* **Information supplied**
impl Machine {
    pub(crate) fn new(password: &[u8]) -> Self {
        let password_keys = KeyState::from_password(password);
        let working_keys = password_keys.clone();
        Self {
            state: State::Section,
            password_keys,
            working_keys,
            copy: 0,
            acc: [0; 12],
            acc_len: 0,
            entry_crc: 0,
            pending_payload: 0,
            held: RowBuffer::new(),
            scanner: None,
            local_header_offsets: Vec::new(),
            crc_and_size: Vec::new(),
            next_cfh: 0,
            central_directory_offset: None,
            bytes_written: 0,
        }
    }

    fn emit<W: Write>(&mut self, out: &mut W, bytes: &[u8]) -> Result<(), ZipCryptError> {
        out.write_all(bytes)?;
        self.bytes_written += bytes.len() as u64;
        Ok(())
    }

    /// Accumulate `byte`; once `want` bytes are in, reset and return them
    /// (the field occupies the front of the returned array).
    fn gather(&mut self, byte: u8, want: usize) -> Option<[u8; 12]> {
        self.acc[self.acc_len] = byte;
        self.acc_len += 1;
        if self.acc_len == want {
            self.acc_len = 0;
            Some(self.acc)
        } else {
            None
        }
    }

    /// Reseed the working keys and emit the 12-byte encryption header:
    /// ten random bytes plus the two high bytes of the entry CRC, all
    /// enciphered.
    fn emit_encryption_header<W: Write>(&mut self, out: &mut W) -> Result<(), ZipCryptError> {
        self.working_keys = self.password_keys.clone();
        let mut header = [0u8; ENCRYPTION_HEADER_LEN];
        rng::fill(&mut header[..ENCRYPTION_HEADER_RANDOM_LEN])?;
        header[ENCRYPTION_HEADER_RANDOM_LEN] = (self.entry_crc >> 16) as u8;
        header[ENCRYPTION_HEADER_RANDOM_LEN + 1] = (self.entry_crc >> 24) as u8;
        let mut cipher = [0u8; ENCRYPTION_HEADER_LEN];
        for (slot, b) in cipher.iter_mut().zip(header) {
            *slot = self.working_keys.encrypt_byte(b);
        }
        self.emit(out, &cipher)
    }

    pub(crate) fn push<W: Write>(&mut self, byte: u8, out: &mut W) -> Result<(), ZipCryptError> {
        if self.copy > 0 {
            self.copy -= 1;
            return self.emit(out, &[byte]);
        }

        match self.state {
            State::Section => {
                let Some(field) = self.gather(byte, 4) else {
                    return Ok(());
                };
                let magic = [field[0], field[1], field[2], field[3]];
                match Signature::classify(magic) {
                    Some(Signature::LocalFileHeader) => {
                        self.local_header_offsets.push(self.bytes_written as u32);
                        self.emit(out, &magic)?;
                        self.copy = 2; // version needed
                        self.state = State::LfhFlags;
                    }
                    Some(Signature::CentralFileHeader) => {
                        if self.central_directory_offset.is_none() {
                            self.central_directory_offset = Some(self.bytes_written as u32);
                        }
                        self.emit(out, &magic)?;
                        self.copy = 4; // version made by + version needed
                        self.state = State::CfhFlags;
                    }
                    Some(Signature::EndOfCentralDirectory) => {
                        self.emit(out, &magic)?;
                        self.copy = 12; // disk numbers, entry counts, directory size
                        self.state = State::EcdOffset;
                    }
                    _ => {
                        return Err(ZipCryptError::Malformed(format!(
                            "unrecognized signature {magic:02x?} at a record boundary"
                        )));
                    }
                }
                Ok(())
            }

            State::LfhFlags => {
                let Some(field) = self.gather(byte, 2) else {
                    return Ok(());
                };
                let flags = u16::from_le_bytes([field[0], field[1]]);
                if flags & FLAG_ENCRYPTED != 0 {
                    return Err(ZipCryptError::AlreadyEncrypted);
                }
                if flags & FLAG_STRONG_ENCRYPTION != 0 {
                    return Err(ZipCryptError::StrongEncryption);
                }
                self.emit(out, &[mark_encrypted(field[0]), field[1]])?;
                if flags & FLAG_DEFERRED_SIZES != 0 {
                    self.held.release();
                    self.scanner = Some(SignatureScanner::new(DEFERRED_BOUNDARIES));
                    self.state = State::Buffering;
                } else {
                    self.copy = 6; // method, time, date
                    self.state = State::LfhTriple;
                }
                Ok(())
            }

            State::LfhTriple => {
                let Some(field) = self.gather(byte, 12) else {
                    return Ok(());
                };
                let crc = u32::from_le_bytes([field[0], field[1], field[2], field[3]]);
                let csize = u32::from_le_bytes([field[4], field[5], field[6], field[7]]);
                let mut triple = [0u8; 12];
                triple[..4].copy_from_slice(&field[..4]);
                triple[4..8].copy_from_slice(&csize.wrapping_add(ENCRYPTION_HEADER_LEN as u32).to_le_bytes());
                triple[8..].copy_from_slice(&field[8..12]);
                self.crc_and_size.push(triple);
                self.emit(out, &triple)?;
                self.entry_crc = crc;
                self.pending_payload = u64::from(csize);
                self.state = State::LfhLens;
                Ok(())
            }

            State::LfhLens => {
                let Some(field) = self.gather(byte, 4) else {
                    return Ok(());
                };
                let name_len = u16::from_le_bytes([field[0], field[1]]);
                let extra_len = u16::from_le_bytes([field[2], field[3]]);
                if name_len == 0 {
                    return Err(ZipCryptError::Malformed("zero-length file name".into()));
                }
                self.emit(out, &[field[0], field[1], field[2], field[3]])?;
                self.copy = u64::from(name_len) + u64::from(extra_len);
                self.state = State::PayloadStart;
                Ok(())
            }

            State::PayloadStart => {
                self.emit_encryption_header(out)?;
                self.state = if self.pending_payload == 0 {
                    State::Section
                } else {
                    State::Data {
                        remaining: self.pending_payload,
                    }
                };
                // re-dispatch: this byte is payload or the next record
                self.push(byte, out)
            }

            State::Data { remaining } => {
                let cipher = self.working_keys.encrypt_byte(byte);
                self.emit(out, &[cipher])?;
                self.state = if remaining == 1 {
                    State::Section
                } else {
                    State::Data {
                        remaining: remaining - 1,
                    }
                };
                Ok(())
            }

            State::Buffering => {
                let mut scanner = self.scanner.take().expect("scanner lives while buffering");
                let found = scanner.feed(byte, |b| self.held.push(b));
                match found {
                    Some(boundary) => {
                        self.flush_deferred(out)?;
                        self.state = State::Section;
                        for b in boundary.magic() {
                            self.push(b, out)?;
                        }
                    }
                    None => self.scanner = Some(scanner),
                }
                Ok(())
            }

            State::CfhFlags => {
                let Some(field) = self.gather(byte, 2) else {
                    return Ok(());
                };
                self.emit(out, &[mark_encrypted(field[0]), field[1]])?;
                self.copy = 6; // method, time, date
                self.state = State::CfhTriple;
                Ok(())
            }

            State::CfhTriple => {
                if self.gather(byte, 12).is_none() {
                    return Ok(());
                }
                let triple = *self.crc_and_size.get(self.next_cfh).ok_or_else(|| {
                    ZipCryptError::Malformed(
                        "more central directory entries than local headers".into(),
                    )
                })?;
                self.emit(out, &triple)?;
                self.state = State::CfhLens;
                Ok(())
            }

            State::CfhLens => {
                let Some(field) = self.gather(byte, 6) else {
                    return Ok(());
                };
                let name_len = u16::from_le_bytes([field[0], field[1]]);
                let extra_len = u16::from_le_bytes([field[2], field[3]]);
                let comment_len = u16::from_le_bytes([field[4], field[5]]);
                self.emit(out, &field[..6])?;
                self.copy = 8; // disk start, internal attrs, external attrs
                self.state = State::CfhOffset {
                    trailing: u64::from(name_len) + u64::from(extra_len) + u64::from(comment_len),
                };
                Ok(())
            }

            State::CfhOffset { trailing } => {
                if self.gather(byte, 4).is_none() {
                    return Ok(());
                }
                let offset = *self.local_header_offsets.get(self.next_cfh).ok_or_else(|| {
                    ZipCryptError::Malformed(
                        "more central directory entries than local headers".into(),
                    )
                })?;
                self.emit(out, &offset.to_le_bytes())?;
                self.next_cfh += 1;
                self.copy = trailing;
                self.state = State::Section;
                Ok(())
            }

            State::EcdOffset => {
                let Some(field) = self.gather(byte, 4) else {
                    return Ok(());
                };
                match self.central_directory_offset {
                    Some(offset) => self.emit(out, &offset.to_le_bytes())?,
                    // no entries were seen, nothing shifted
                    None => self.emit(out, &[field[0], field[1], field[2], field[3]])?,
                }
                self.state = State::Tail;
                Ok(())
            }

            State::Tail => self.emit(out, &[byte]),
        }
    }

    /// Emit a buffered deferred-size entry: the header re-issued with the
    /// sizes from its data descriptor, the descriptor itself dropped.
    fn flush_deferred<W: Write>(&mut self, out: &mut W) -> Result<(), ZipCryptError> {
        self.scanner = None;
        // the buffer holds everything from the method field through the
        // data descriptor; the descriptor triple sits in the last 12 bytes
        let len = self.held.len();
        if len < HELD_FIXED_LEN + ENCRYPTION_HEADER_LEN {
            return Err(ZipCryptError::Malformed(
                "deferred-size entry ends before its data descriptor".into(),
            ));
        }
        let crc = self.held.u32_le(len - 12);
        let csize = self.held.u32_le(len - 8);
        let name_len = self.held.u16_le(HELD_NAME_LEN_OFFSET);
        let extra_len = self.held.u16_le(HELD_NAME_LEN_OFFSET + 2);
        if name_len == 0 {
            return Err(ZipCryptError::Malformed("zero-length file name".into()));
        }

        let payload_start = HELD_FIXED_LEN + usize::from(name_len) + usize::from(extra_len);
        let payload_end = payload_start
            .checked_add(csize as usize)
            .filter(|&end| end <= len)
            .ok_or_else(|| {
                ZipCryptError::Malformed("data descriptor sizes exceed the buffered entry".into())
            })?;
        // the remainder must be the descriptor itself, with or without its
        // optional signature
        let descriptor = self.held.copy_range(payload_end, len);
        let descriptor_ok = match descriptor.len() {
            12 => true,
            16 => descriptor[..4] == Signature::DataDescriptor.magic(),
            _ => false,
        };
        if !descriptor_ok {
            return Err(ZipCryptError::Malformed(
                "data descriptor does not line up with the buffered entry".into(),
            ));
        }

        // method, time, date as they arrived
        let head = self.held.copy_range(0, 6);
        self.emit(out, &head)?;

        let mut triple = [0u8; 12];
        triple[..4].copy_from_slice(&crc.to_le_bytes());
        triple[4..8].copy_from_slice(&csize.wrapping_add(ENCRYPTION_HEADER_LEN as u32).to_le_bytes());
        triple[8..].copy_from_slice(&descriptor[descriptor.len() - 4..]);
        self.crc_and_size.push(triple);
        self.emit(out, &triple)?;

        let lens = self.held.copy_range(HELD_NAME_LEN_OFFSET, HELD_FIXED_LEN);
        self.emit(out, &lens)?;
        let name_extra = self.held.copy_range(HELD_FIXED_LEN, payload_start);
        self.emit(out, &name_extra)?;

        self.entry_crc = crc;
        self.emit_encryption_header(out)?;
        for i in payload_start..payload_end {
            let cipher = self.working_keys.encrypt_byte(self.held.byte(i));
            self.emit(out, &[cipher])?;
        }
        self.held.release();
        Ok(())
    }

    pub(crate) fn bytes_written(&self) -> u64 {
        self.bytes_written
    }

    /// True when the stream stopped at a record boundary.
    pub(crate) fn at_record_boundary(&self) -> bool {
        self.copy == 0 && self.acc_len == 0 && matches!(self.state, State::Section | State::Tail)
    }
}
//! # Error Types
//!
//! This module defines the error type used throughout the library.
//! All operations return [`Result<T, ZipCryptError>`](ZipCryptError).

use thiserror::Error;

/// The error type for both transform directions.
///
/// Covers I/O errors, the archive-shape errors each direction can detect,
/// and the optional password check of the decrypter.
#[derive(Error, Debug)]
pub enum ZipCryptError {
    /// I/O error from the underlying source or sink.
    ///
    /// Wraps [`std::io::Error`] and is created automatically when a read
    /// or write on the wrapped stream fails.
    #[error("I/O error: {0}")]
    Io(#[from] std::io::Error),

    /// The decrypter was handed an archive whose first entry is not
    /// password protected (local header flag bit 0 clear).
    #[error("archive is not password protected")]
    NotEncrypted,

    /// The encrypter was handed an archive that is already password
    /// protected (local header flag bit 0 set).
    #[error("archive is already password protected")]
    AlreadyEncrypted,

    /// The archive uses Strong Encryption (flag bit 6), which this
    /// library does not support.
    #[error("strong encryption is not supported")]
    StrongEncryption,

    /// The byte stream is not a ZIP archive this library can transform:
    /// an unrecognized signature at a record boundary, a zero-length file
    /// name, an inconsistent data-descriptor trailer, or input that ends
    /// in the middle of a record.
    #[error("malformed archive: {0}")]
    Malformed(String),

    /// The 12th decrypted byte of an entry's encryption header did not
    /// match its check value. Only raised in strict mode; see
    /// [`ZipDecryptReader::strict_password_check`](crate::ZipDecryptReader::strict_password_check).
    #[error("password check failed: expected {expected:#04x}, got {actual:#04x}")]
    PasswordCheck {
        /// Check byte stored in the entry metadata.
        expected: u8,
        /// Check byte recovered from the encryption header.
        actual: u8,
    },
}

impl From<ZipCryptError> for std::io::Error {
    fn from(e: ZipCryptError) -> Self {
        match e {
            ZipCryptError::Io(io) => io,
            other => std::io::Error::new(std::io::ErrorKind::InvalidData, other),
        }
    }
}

* **Exercise instructions**
Each line above that contains "expected" must be copied out.

* **Completed task**
    #[error("password check failed: expected {expected:#04x}, got {actual:#04x}")]
        expected: u8,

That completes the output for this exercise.